Phone-recorded videos commonly embed GPS coordinates (where it was shot), device make and model, creation date and time zone, and sometimes the user account or Apple ID that captured it. Camera exports may also include serial numbers, lens info, and editing software fingerprints. AI-generated videos (Sora, Runway Gen-3, Kling, Pika) may carry C2PA provenance signatures inside MP4 UUID atoms — we strip those too.
Does it strip C2PA / AI provenance signatures?
Yes. C2PA is stored as a UUID atom (D8FEC3D6-1B0E-483C-9297-5828877EC481) inside the MP4 container. Our `-c copy` re-mux drops unknown UUID atoms, including C2PA. We verified this on synthetic C2PA-signed samples — both the UUID atom and any payload bytes are absent from the cleaned output.
What does this tool NOT remove?
Honest list: pixel-level fingerprints (PRNU sensor noise — identifies which camera body shot the footage), encoder-quirk signatures (subtle compression patterns that identify x264 vs Apple ProRes vs Sony XAVC), audio room-tone fingerprints, steganographic watermarks, and the container family identifier (`MajorBrand` is always visible — reveals 'this is an MP4' vs 'this is a MOV'). For source-grade anonymisation, also re-encode and replace audio.
Does stripping metadata change the video quality?
No. The tool uses FFmpeg stream-copy (-c copy) plus a JS post-process that surgically removes the empty udta atom that FFmpeg leaves behind. The video and audio streams are bit-identical to the source — only container-level metadata fields are dropped.
Is this safe for whistleblowing, journalism, or anonymised publishing?
For social-media-grade anonymisation, yes. For high-stakes publishing (court evidence, journalism sources at risk), combine this with: (1) re-encoding to a uniform codec (defeats encoder fingerprints), (2) audio replacement (defeats voice + room-tone identification), (3) face/identifier blur (defeats subject identification), and (4) handle the file via a clean filename and offline.
Does TikTok / Instagram / X strip video metadata when I upload?
TikTok and Instagram aggressively re-encode uploads server-side, which destroys most container metadata as a side-effect — but the original raw file you uploaded is logged. X (Twitter) re-encodes too but is more lenient. None of these are designed for privacy. Stripping locally before upload protects against download-link leaks, screen-record archiving, and any future change to platform handling.
Can stripped metadata be recovered?
No. The fields are physically removed from the container — there is no undo. Always keep a backup of the original if you might need the GPS / timestamps later.
Is removing video metadata legal?
In every jurisdiction we know of, yes — you own your file and can edit its container however you wish.
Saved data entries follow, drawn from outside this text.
//! Rendering prediction vectors into a result display.
//!
//! The original display is a DOM table with one pre-existing row per class,
//! a headline element showing the best guess, and a confidence element. The
//! presenter only needs a narrow surface over that: write text into indexed
//! cells, set the headline, set the confidence line. [`ResultSink`] is that
//! surface and [`TableSink`] an in-memory implementation for native use and
//! tests.

use crate::core::PredictError;
use std::sync::Arc;

/// Placeholder shown in the confidence line when no prediction is displayed.
const EMPTY_CONFIDENCE: &str = "—";

/// The display surface the presenter writes into.
pub trait ResultSink {
    /// Number of per-class rows the display has.
    fn rows(&self) -> usize;

    /// Writes the percentage text for one class row.
    fn set_cell(&mut self, row: usize, text: &str);

    /// Writes the headline "best guess" text.
    fn set_headline(&mut self, text: &str);

    /// Writes the confidence line.
    fn set_confidence(&mut self, text: &str);
}

/// In-memory result display with exactly ten class rows.
#[derive(Debug, Clone)]
pub struct TableSink {
    cells: Vec<String>,
    headline: String,
    confidence: String,
}

impl TableSink {
    /// Creates a sink with ten empty rows.
    pub fn new() -> Self {
        Self::with_rows(10)
    }

    /// Creates a sink with the given number of rows.
    pub fn with_rows(rows: usize) -> Self {
        Self {
            cells: vec![String::new(); rows],
            headline: String::new(),
            confidence: EMPTY_CONFIDENCE.to_string(),
        }
    }

    /// The percentage text currently shown for a row.
    pub fn cell(&self, row: usize) -> &str {
        &self.cells[row]
    }

    /// The current headline text.
    pub fn headline(&self) -> &str {
        &self.headline
    }

    /// The current confidence text.
    pub fn confidence(&self) -> &str {
        &self.confidence
    }
}

impl Default for TableSink {
    fn default() -> Self {
        Self::new()
    }
}

impl ResultSink for TableSink {
    fn rows(&self) -> usize {
        self.cells.len()
    }

    fn set_cell(&mut self, row: usize, text: &str) {
        self.cells[row] = text.to_string();
    }

    fn set_headline(&mut self, text: &str) {
        self.headline = text.to_string();
    }

    fn set_confidence(&mut self, text: &str) {
        self.confidence = text.to_string();
    }
}

/// Renders prediction vectors into a [`ResultSink`].
#[derive(Debug, Clone)]
pub struct ResultPresenter {
    labels: Vec<Arc<str>>,
}

impl ResultPresenter {
    /// Creates a presenter with the given class labels in class order.
    pub fn new(labels: Vec<String>) -> Self {
        Self {
            labels: labels.into_iter().map(Arc::from).collect(),
        }
    }

    /// Creates a presenter from already-shared labels.
    pub fn from_shared(labels: &[Arc<str>]) -> Self {
        Self {
            labels: labels.to_vec(),
        }
    }

    /// Renders a prediction vector: one rounded percentage per row, plus the
    /// headline label and confidence line for the winning class.
    ///
    /// Ties resolve to the lowest class index (first-max semantics).
    ///
    /// # Arguments
    ///
    /// * `scores` - Class scores; length must match the sink's row count and
    ///   the label count.
    /// * `sink` - The display to write into.
    ///
    /// # Returns
    ///
    /// * `Ok(())` - The display was updated.
    /// * `Err(PredictError)` - If the vector length does not match.
    pub fn render(&self, scores: &[f32], sink: &mut impl ResultSink) -> Result<(), PredictError> {
        if scores.len() != sink.rows() {
            return Err(PredictError::validation(
                "ResultPresenter",
                "score vector length",
                &sink.rows().to_string(),
                &scores.len().to_string(),
            ));
        }
        if scores.len() != self.labels.len() {
            return Err(PredictError::validation(
                "ResultPresenter",
                "label count",
                &scores.len().to_string(),
                &self.labels.len().to_string(),
            ));
        }

        let mut best_idx = 0;
        let mut best = scores[0];
        for (idx, &score) in scores.iter().enumerate() {
            sink.set_cell(idx, &format!("{}%", percent(score)));
            if score > best {
                best = score;
                best_idx = idx;
            }
        }

        sink.set_headline(&self.labels[best_idx]);
        sink.set_confidence(&format!("{}% confidence", percent(best)));
        Ok(())
    }

    /// Clears the headline and confidence line, as the erase action does.
    /// Per-class rows are left untouched.
    pub fn clear(&self, sink: &mut impl ResultSink) {
        sink.set_headline("");
        sink.set_confidence(EMPTY_CONFIDENCE);
    }
}

/// Rounds a [0, 1] score to a whole percentage.
fn percent(score: f32) -> u32 {
    (score * 100.0).round() as u32
}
The exception is when the file is evidence in an active legal matter (chain-of-custody concerns) — consult counsel before stripping.
Why does my file still look identical in size?
Metadata is typically a few KB out of many MB or GB. The size reduction is real but tiny relative to the overall file (usually 1-10 KB removed). Use ExifTool or MediaInfo on the output to verify the fields are actually gone.
Does my file get uploaded anywhere?
No. Processing happens entirely inside your browser tab using FFmpeg compiled to WebAssembly. Open DevTools → Network tab while processing — you will see zero uploads. The whole point of cleaning metadata is privacy, so we don't ship the file to a server to do it.